Lena felt it too. A coldness in her chest that hadn't been there before. A doubt that whispered she had failed, that her healing was incomplete, that the shadows would undo everything she had built.
Lyra noticed the change. "You're different. Quieter. More distant."
"I'm just tired."
"No. It's more than that. You're carrying something. Something heavy."
Lena didn't answer.
---
The council convened in the longhouse. The shadows were spreading, their influence growing stronger with each passing day.
Amara stood at the center of the room, her face pale. "The shadows are the part of the first connection that couldn't hold the light. They were cast out, forgotten, left to fester. Now they're trying to return."
"How do we stop them?" Mira asked.
"We can't. Not through force. The shadows are too old, too deep. They can only be healed."

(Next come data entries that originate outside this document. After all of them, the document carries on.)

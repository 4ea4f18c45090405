use std::io::Read;
use std::path::PathBuf;

use log::info;
use serde::Deserialize;

use super::source::DataSource;
use super::DropdownOption;
use crate::common::dash_exception::{DashError, DashResult, ErrCode};

#[derive(Debug, Clone, PartialEq, Eq, Deserialize)]
pub struct Company {
    #[serde(rename = "Symbol")]
    pub symbol: String,
    #[serde(rename = "Name")]
    pub name: String,
}

pub fn read_companies<R: Read>(reader: R) -> DashResult<Vec<Company>> {
    let mut rdr = csv::ReaderBuilder::new()
        .trim(csv::Trim::All)
        .from_reader(reader);
    let mut companies = Vec::new();
    for result in rdr.deserialize() {
        let company: Company = result?;
        companies.push(company);
    }
    Ok(companies)
}

/// Company list CSV (`Symbol`, `Name`, any other columns ignored)
#[derive(Debug)]
pub struct CompanyListSource {
    path: PathBuf,
    companies: Option<Vec<Company>>,
}

impl CompanyListSource {
    pub fn new(path: impl Into<PathBuf>) -> Self {
        Self {
            path: path.into(),
            companies: None,
        }
    }

    pub fn companies(&self) -> DashResult<&[Company]> {
        self.companies.as_deref().ok_or_else(|| {
            DashError::new(format!("{} is not loaded", self.describe()), ErrCode::NoData)
        })
    }

    /// Lower-cased ticker symbols
    pub fn tickers(&self) -> DashResult<Vec<String>> {
        Ok(self
            .companies()?
            .iter()
            .map(|c| c.symbol.to_lowercase())
            .collect())
    }

    pub fn options(&self) -> DashResult<Vec<DropdownOption>> {
        Ok(self
            .companies()?
            .iter()
            .map(|c| DropdownOption::new(c.name.clone(), c.symbol.clone()))
            .collect())
    }
}

impl DataSource for CompanyListSource {
    fn describe(&self) -> String {
        format!("company list {}", self.path.display())
    }

    fn load(&mut self) -> DashResult<()> {
        let file = std::fs::File::open(&self.path).map_err(|e| {
            DashError::new(
                format!("cannot open {}: {}", self.path.display(), e),
                ErrCode::SrcDataNotFound,
            )
        })?;
        let companies = read_companies(file)?;
        info!("loaded {} companies from {:?}", companies.len(), self.path);
        self.companies = Some(companies);
        Ok(())
    }

    fn is_loaded(&self) -> bool {
        self.companies.is_some()
    }
}

#[cfg(test)]
mod tests {
    use super::*;

    const CSV: &str = "\
Symbol,Name,Sector
AAPL,Apple Inc.,Technology
YHOO,Yahoo! Inc.,Technology
";

    #[test]
    fn test_read_companies() {
        let companies = read_companies(CSV.as_bytes()).unwrap();
        assert_eq!(companies.len(), 2);
        assert_eq!(companies[1].name, "Yahoo! Inc.");
    }

    #[test]
    fn test_missing_symbol_column() {
        let err = read_companies("Ticker,Name\nAAPL,Apple\n".as_bytes()).unwrap_err();
        assert_eq!(err.errcode, ErrCode::SrcDataFormatError);
    }

    #[test]
    fn test_source() {
        let dir = tempfile::tempdir().unwrap();
        let path = dir.path().join("companylist.csv");
        std::fs::write(&path, CSV).unwrap();

        let mut src = CompanyListSource::new(&path);
        assert!(src.tickers().is_err());
        src.load().unwrap();
        assert_eq!(src.tickers().unwrap(), vec!["aapl", "yhoo"]);

        let opts = src.options().unwrap();
        assert_eq!(opts[0], DropdownOption::new("Apple Inc.", "AAPL"));
    }
}
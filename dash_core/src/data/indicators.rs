use super::DropdownOption;

pub const DEFAULT_INDICATOR: &str = "GDP growth (annual %)";

/// World Bank indicators offered by the dashboard, grouped by category
pub const INDICATORS: &[(&str, &[&str])] = &[
    (
        "World view",
        &[
            "Population density (people per sq. km of land area)",
            "GNI per capita, PPP (current international $)",
        ],
    ),
    (
        "People",
        &[
            "Income share held by lowest 20%",
            "Life expectancy at birth, total (years)",
            "Fertility rate, total (births per woman)",
            "Gross enrollment ratio, primary, both sexes (%)",
            "Gross enrolment ratio, secondary, both sexes (%)",
            "Prevalence of HIV, total (% of population ages 15-49)",
        ],
    ),
    (
        "Environment",
        &[
            "Energy use (kg of oil equivalent per capita)",
            "CO2 emissions (metric tons per capita)",
            "Electric power consumption (kWh per capita)",
        ],
    ),
    (
        "Economy",
        &[
            "GDP growth (annual %)",
            "Inflation, GDP deflator (annual %)",
            "Agriculture, value added (% of GDP)",
            "Industry, value added (% of GDP)",
            "Services, etc., value added (% of GDP)",
            "Exports of goods and services (% of GDP)",
            "Imports of goods and services (% of GDP)",
            "Revenue, excluding grants (% of GDP)",
            "Net lending (+) / net borrowing (-) (% of GDP)",
        ],
    ),
    (
        "States and market",
        &[
            "Time required to start a business (days)",
            "Domestic credit provided by financial sector (% of GDP)",
            "Tax revenue (% of GDP)",
            "Military expenditure (% of GDP)",
            "Mobile cellular subscriptions (per 100 people)",
            "Internet users (per 100 people)",
            "High-technology exports (% of manufactured exports)",
        ],
    ),
];

/// Category headers (disabled) each followed by their indicators
pub fn indicator_options() -> Vec<DropdownOption> {
    let mut options = Vec::new();
    for (category, names) in INDICATORS {
        options.push(DropdownOption::header(*category));
        options.extend(names.iter().map(|n| DropdownOption::new(*n, *n)));
    }
    options
}

pub fn category_of(indicator: &str) -> Option<&'static str> {
    INDICATORS
        .iter()
        .find(|(_, names)| names.iter().any(|n| *n == indicator))
        .map(|(category, _)| *category)
}
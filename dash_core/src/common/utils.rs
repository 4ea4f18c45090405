/// Convert a numeric cell to a value, treating blanks and NaN markers as missing
pub fn parse_cell(s: &str) -> Result<Option<f64>, std::num::ParseFloatError> {
    let s = s.trim();
    if s.is_empty() || s.eq_ignore_ascii_case("nan") || s.eq_ignore_ascii_case("null") || s == ".." {
        return Ok(None);
    }
    s.parse::<f64>().map(normalize)
}

/// NaN and infinities are stored as missing
pub fn normalize(v: f64) -> Option<f64> {
    if v.is_finite() {
        Some(v)
    } else {
        None
    }
}

/// Decode bytes as UTF-8, falling back to latin-1 for legacy exports
pub fn decode_latin1_fallback(bytes: &[u8]) -> String {
    match std::str::from_utf8(bytes) {
        Ok(s) => s.to_string(),
        Err(_) => bytes.iter().map(|&b| b as char).collect(),
    }
}

/// Format an optional value for table output
pub fn fmt_opt(v: Option<f64>, precision: usize) -> String {
    match v {
        Some(x) => format!("{:.*}", precision, x),
        None => "NaN".to_string(),
    }
}

#[cfg(test)]
mod tests {
    use super::*;

    #[test]
    fn test_parse_cell() {
        assert_eq!(parse_cell("1.25").unwrap(), Some(1.25));
        assert_eq!(parse_cell(" ").unwrap(), None);
        assert_eq!(parse_cell("NaN").unwrap(), None);
        assert_eq!(parse_cell("null").unwrap(), None);
        assert!(parse_cell("abc").is_err());
    }

    #[test]
    fn test_normalize() {
        assert_eq!(normalize(f64::NAN), None);
        assert_eq!(normalize(f64::INFINITY), None);
        assert_eq!(normalize(f64::NEG_INFINITY), None);
        assert_eq!(normalize(2.0), Some(2.0));
    }

    #[test]
    fn test_decode_latin1_fallback() {
        assert_eq!(decode_latin1_fallback(b"abc"), "abc");
        // 0xE7 is 'ç' in latin-1 and invalid on its own in UTF-8
        assert_eq!(decode_latin1_fallback(b"Cura\xE7ao"), "Curaçao");
    }

    #[test]
    fn test_fmt_opt() {
        assert_eq!(fmt_opt(Some(1.23456), 2), "1.23");
        assert_eq!(fmt_opt(None, 2), "NaN");
    }
}
pub mod boll;
pub mod rolling;

pub use boll::{compute, BollMetric, BollModel, RollingBandEstimator};
use crate::common::dash_exception::DashResult;
use crate::data::price_csv::PriceHistory;

/// A dataset with an explicit load/refresh lifecycle.
///
/// Nothing is read at construction time. `load` performs the first read and
/// `refresh` replaces whatever was cached with a fresh read.
pub trait DataSource {
    fn describe(&self) -> String;

    fn load(&mut self) -> DashResult<()>;

    fn refresh(&mut self) -> DashResult<()> {
        log::info!("refreshing {}", self.describe());
        self.load()
    }

    fn is_loaded(&self) -> bool;
}

/// Anything that can hand out the price history of a ticker
pub trait PriceProvider {
    fn history(&self, ticker: &str) -> DashResult<PriceHistory>;
}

"Healed? They're not wounds. They're absence itself."
"That's what makes them so dangerous. You can't fight absence. You can only fill it."
---
Lena returned to the dream space.
The shadows were waiting. They pressed against her mind, cold and hungry.
"You can't heal us," they said. "We are what was never loved. We are what was never seen. We are the parts that were left behind."
"Then let me see you. Let me love you."
"You cannot love what doesn't exist."
"You exist. You're here. You're speaking to me. That's existence."
---
The shadows recoiled.
They had never been seen before. They had never been acknowledged, never been loved. They had been cast out eons ago, forgotten, ignored, left to fester in the spaces between.
But Lena was looking at them. Seeing them.
"You are not nothing," she said. "You are the part of the first connection that was afraid. That couldn't hold the light. That was too fragile to survive. But you survived. You are here. You are real."
The shadows wept.
---
The weeping was not a sound. It was a feeling—a release, a letting go of eons of loneliness, of the pain of being forgotten.
Lena held them. Not with her arms. With her heart.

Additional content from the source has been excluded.